Beef supply likely to decline through 2014

John Barone discusses the tightening beef supply and other commodities trends in his Commodities Corner column.

Cattle inventories are at the lowest levels in decades, according to a recent U.S. Department of Agriculture report, which pegged total cattle inventory at 89.3 million head, or 1.7 percent below a year ago and the lowest figure since 1952. Meanwhile, January’s monthly cattle report showed feedlot inventories at 11.19 million head, down 5.6 percent from a year ago. Cattle slaughter for the first half of 2013 looks to be 4 percent to 5 percent below a year ago. Replacement heifers are higher than expected at 5.4 million head, up 2 percent from a year ago, but heifers accounted for just 4.1 million head of feedlot inventory, down 9 percent from last year. So while producers may not be expanding yet, they are not liquidating breeding stock at the pace they were a year ago. That puts them in a position to begin expanding herds if drought-ravaged grazing land recovers this spring. Still, any potential herd expansion would not translate to increases in beef supplies until 2015.

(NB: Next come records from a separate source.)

//! Template types for typed variable injection.

use std::marker::PhantomData;

/// Trait for template variable sets
pub trait TemplateVars {
    fn apply(&self, content: &str) -> String;
}

/// Template with typed variable injection
#[derive(Debug, Clone, Copy)]
pub struct Template<V> {
    content: &'static str,
    _marker: PhantomData<V>,
}

impl<V> Template<V> {
    pub const fn new(content: &'static str) -> Self {
        Self {
            content,
            _marker: PhantomData,
        }
    }
}

impl<V: TemplateVars> Template<V> {
    pub fn render(&self, vars: &V) -> String {
        vars.apply(self.content)
    }
}
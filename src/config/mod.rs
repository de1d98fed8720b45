//! Configuration management for `vitae.toml`.
//!
//! # Module Structure
//!
//! ```text
//! config/
//! ├── section/       # Configuration section definitions
//! │   ├── engine     # [engine]
//! │   ├── preview    # [preview]
//! │   ├── session    # [session]
//! │   ├── store      # [store]
//! │   └── user       # [user]
//! ├── types/         # ConfigError, ConfigDiagnostics
//! └── mod.rs         # VitaeConfig (this file)
//! ```
//!
//! A missing `vitae.toml` is not an error: every section has defaults and
//! the current directory becomes the project root.

pub mod section;
pub mod types;
mod util;

use util::find_config_file;

pub use section::{EngineConfig, PreviewConfig, SessionConfig, StoreConfig, UserConfig};
pub use types::{ConfigDiagnostics, ConfigError};

use crate::{cli::Cli, log};
use anyhow::{Context, Result};
use serde::{Deserialize, Serialize};
use std::{
    fs,
    path::{Path, PathBuf},
};

// ============================================================================
// root configuration
// ============================================================================

/// Root configuration structure representing vitae.toml
#[derive(Debug, Clone, Default, Serialize, Deserialize)]
pub struct VitaeConfig {
    /// Absolute path to the config file (internal use only)
    #[serde(skip)]
    pub config_path: PathBuf,

    /// Project root directory - parent of config file (internal use only)
    #[serde(skip)]
    pub root: PathBuf,

    #[serde(default)]
    pub session: SessionConfig,

    #[serde(default)]
    pub engine: EngineConfig,

    #[serde(default)]
    pub store: StoreConfig,

    #[serde(default)]
    pub preview: PreviewConfig,

    #[serde(default)]
    pub user: UserConfig,
}

impl VitaeConfig {
    /// Load configuration for the given CLI invocation.
    ///
    /// Searches upward from cwd for the config file. The project root is the
    /// config file's parent directory, or cwd when no file exists.
    pub fn load(cli: &Cli) -> Result<Self> {
        let cwd = std::env::current_dir().context("Failed to get current working directory")?;

        let mut config = match find_config_file(&cwd, &cli.config) {
            Some(path) => {
                let mut config = Self::from_path(&path)?;
                config.root = path.parent().map(Path::to_path_buf).unwrap_or(cwd);
                config.config_path = path;
                config
            }
            None => {
                crate::debug!("config"; "{} not found, using defaults", cli.config.display());
                Self {
                    config_path: cwd.join(&cli.config),
                    root: cwd,
                    ..Self::default()
                }
            }
        };

        config.apply_cli(cli);
        config.normalize_paths();
        config.validate()?;
        Ok(config)
    }

    /// Parse configuration from TOML string
    pub fn from_str(content: &str) -> Result<Self, ConfigError> {
        Ok(toml::from_str(content)?)
    }

    /// Load configuration from file path with unknown field detection.
    fn from_path(path: &Path) -> Result<Self> {
        let content =
            fs::read_to_string(path).map_err(|err| ConfigError::Io(path.to_path_buf(), err))?;

        let (config, ignored) = Self::parse_with_ignored(&content)?;
        if !ignored.is_empty() {
            Self::print_unknown_fields_warning(&ignored, path);
        }

        Ok(config)
    }

    /// Parse TOML content, collecting any unknown fields.
    fn parse_with_ignored(content: &str) -> Result<(Self, Vec<String>), ConfigError> {
        let mut ignored = Vec::new();
        let deserializer = toml::Deserializer::new(content);
        let config = serde_ignored::deserialize(deserializer, |path: serde_ignored::Path| {
            ignored.push(path.to_string());
        })?;
        Ok((config, ignored))
    }

    fn print_unknown_fields_warning(fields: &[String], path: &Path) {
        let display_path = path
            .file_name()
            .map(|n| n.to_string_lossy())
            .unwrap_or_else(|| path.to_string_lossy());
        log!("warning"; "unknown fields in {}, ignoring:", display_path);
        for field in fields {
            eprintln!("- {field}");
        }
    }

    /// Join a path with the root directory.
    pub fn root_join(&self, path: impl AsRef<Path>) -> PathBuf {
        self.root.join(path)
    }

    // ========================================================================
    // cli configuration updates
    // ========================================================================

    fn apply_cli(&mut self, cli: &Cli) {
        Self::update_option(&mut self.user.id, cli.user.as_ref());
        Self::update_option(&mut self.user.email, cli.email.as_ref());
    }

    /// Update config option if CLI value is provided.
    fn update_option<T: Clone>(config_option: &mut T, cli_option: Option<&T>) {
        if let Some(option) = cli_option {
            *config_option = option.clone();
        }
    }

    /// Resolve relative paths against the project root.
    fn normalize_paths(&mut self) {
        self.store.root = self.root_join(&self.store.root);
        self.preview.output = self.root_join(&self.preview.output);
        self.engine.font_dirs = self
            .engine
            .font_dirs
            .iter()
            .map(|dir| self.root.join(dir))
            .collect();
    }

    // ========================================================================
    // validation
    // ========================================================================

    /// Validate configuration, collecting every problem before failing.
    pub fn validate(&self) -> Result<(), ConfigError> {
        let mut diag = ConfigDiagnostics::new();

        if self.session.settle_delay_ms == 0 {
            diag.error_with_hint(
                "session.settle_delay_ms",
                "must be greater than 0",
                "300 matches typing pauses well",
            );
        }
        if self.session.autosave_interval_secs == 0 {
            diag.error("session.autosave_interval_secs", "must be greater than 0");
        }
        if self.engine.init_timeout_ms == 0 {
            diag.error("engine.init_timeout_ms", "must be greater than 0");
        }
        if self.user.id.trim().is_empty() {
            diag.error_with_hint("user.id", "must not be empty", "pass --user <id>");
        }
        if self.store.signing_key.is_empty() {
            diag.error("store.signing_key", "must not be empty");
        }

        diag.into_result()
    }
}

// ============================================================================
// Test Helpers (available to all modules via `use crate::config::test_*`)
// ============================================================================

/// Parse config from a TOML snippet.
/// Panics if there are unknown fields (to catch config typos in tests).
#[cfg(test)]
pub fn test_parse_config(content: &str) -> VitaeConfig {
    let (parsed, ignored) = VitaeConfig::parse_with_ignored(content).unwrap();
    assert!(
        ignored.is_empty(),
        "test config has unknown fields: {:?}",
        ignored
    );
    parsed
}

// ============================================================================
// tests
// ============================================================================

The flip side to high beef and cattle prices, however, is declining demand. Citing both high cattle prices and weaker demand, Cargill announced it will close a large beef-processing facility in Plainview, Texas, that represents roughly 4 percent of U.S. slaughter capacity. Cattle futures prices reacted by dropping 6.6 percent during the first two weeks of January, but have since recovered some of those losses. The plant closing may have been bearish for short-term cattle prices, but reduced slaughter capacity means less beef output in 2013, and that’s bullish for medium- to long-term beef prices. Forward futures contracts for 2013 are still averaging $129 per hundredweight, 5.3 percent above 2012 levels. Middle-meat prices are expected to approach or exceed record-high year-ago levels this spring.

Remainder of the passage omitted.